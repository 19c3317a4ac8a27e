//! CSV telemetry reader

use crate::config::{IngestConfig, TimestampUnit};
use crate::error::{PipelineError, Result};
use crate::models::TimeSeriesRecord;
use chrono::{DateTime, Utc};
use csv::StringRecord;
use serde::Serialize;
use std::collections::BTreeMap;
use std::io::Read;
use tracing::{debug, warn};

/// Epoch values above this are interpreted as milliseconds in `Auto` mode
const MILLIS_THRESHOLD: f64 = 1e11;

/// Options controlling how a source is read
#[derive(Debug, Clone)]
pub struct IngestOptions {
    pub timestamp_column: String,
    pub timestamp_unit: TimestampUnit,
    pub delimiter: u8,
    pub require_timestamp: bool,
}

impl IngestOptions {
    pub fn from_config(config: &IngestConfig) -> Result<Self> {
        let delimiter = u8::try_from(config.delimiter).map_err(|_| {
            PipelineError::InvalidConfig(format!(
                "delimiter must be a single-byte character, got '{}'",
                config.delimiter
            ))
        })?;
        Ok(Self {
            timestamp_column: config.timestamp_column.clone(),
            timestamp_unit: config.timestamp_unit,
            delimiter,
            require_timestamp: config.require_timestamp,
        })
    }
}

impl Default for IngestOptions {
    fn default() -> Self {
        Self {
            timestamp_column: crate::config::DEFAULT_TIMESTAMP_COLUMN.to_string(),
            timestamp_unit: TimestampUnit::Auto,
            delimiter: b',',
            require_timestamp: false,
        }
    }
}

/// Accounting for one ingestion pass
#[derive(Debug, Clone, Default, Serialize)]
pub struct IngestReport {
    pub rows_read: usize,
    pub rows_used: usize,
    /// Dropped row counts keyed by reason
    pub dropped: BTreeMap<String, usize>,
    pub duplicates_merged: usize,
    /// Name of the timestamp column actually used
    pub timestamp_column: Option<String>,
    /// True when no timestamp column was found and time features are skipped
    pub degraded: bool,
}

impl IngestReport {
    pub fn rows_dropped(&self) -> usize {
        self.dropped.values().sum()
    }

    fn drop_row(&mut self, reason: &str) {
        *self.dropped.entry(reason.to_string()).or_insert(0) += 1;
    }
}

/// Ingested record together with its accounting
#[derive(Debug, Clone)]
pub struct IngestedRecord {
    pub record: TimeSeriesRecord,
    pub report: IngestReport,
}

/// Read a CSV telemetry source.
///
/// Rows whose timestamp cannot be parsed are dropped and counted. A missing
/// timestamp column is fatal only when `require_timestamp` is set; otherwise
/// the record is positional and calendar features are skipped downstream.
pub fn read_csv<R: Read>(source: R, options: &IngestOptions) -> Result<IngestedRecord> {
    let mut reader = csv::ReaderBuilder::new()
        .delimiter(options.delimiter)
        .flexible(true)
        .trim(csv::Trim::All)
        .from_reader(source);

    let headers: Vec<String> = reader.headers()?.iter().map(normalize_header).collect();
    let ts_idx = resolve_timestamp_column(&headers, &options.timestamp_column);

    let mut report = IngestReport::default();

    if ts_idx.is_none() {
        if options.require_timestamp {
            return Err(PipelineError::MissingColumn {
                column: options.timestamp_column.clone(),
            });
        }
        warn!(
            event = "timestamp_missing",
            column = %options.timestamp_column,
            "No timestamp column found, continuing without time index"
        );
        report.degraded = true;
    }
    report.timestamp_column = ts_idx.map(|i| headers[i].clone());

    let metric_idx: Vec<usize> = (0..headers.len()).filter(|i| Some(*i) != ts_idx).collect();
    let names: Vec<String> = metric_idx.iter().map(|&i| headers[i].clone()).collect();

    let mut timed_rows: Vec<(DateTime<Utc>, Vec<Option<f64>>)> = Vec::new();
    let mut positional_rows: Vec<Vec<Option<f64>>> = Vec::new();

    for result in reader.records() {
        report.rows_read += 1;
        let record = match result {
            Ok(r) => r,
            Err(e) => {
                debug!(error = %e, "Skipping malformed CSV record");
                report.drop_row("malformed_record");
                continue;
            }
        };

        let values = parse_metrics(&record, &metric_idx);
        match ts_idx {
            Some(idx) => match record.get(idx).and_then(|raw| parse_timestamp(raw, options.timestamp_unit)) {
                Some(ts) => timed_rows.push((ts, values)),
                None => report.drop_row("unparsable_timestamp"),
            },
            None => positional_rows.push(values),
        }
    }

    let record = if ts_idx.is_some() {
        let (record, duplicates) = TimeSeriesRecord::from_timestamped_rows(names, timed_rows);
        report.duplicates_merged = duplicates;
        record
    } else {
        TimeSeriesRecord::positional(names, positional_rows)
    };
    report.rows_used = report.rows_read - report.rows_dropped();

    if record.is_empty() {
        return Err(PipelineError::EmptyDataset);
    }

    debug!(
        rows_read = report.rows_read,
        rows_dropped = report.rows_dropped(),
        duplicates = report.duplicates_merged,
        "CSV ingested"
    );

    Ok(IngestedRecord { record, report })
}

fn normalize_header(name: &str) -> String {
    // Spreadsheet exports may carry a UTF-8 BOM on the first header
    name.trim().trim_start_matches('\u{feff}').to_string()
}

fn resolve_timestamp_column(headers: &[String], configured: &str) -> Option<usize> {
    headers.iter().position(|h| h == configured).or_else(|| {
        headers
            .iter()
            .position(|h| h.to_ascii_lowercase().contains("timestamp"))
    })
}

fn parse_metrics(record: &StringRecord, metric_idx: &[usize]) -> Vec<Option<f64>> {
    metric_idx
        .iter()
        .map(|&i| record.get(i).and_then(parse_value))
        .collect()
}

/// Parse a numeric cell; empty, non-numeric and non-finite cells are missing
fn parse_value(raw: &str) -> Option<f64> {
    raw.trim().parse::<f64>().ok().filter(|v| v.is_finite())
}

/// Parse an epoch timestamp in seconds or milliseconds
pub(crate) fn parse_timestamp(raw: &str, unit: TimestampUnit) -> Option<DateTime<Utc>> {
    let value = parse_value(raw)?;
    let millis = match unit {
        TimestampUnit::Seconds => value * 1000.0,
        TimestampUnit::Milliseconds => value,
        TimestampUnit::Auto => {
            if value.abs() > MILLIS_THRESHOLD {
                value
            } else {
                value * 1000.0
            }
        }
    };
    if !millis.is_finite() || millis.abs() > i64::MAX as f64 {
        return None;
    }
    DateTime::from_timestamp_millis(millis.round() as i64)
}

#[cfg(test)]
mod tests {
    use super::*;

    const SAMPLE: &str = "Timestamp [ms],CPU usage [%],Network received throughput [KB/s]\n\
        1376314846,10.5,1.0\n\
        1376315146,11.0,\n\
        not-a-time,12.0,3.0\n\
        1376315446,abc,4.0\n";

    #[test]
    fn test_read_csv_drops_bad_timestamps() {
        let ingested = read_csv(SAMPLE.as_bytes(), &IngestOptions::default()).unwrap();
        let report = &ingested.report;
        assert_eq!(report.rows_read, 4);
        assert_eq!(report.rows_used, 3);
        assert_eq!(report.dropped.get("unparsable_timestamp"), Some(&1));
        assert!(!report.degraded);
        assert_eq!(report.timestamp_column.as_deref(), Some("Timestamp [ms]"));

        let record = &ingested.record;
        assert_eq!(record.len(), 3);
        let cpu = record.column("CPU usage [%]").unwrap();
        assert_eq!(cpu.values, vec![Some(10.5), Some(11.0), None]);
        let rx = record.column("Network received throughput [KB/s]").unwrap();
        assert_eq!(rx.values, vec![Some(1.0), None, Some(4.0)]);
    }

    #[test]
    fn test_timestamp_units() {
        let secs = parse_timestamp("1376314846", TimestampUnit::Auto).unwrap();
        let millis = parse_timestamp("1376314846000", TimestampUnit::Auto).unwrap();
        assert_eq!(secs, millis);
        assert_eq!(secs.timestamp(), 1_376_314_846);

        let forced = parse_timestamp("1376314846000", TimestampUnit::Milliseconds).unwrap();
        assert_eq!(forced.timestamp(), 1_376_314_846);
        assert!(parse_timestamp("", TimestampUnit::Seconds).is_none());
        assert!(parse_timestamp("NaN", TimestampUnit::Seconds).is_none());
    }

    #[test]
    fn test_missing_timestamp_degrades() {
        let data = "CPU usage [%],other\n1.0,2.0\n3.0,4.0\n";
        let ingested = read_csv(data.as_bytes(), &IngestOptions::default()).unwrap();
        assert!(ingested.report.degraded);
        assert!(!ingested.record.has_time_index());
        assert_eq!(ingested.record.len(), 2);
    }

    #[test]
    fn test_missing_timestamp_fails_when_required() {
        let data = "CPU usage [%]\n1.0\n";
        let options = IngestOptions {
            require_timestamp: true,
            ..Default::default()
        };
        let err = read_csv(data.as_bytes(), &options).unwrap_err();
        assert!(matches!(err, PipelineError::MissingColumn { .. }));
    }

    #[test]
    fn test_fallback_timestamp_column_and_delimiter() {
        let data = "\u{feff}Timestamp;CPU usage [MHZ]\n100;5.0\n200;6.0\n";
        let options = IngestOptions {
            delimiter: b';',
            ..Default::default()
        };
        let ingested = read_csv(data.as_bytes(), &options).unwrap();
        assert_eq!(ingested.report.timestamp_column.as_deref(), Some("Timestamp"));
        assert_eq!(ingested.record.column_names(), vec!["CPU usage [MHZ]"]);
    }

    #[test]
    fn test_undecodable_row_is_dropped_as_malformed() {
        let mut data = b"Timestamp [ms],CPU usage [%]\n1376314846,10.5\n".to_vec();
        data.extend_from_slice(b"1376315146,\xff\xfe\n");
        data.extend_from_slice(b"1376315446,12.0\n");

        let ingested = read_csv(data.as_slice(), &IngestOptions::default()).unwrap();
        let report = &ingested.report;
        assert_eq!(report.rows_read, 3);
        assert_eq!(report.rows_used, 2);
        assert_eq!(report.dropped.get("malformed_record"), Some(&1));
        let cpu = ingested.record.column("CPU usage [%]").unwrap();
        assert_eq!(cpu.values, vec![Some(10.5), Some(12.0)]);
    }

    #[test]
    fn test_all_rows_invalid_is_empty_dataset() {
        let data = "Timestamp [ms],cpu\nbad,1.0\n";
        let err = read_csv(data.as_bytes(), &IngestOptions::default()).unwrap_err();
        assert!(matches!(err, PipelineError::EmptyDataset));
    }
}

---

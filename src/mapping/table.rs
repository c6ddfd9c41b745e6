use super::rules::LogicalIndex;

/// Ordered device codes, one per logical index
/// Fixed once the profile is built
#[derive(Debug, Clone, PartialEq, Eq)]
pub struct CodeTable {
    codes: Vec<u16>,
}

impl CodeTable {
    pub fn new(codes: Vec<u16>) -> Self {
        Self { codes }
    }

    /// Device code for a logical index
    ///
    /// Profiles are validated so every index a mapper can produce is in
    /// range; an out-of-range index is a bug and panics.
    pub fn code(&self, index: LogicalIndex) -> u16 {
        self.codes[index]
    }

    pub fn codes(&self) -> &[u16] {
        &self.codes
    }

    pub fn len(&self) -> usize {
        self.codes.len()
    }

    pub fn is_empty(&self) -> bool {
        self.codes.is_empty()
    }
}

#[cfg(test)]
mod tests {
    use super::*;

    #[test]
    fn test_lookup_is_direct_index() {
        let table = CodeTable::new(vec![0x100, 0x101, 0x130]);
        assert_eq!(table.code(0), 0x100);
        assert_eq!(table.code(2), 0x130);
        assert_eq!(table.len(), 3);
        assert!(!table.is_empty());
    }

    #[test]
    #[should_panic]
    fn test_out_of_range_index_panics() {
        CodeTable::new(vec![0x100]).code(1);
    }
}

EXERCISE DESCRIPTION:
What lines of the listing above hold "CodeTable"? Copy all of them.

REPLY:
pub struct CodeTable {
impl CodeTable {
        let table = CodeTable::new(vec![0x100, 0x101, 0x130]);
        CodeTable::new(vec![0x100]).code(1);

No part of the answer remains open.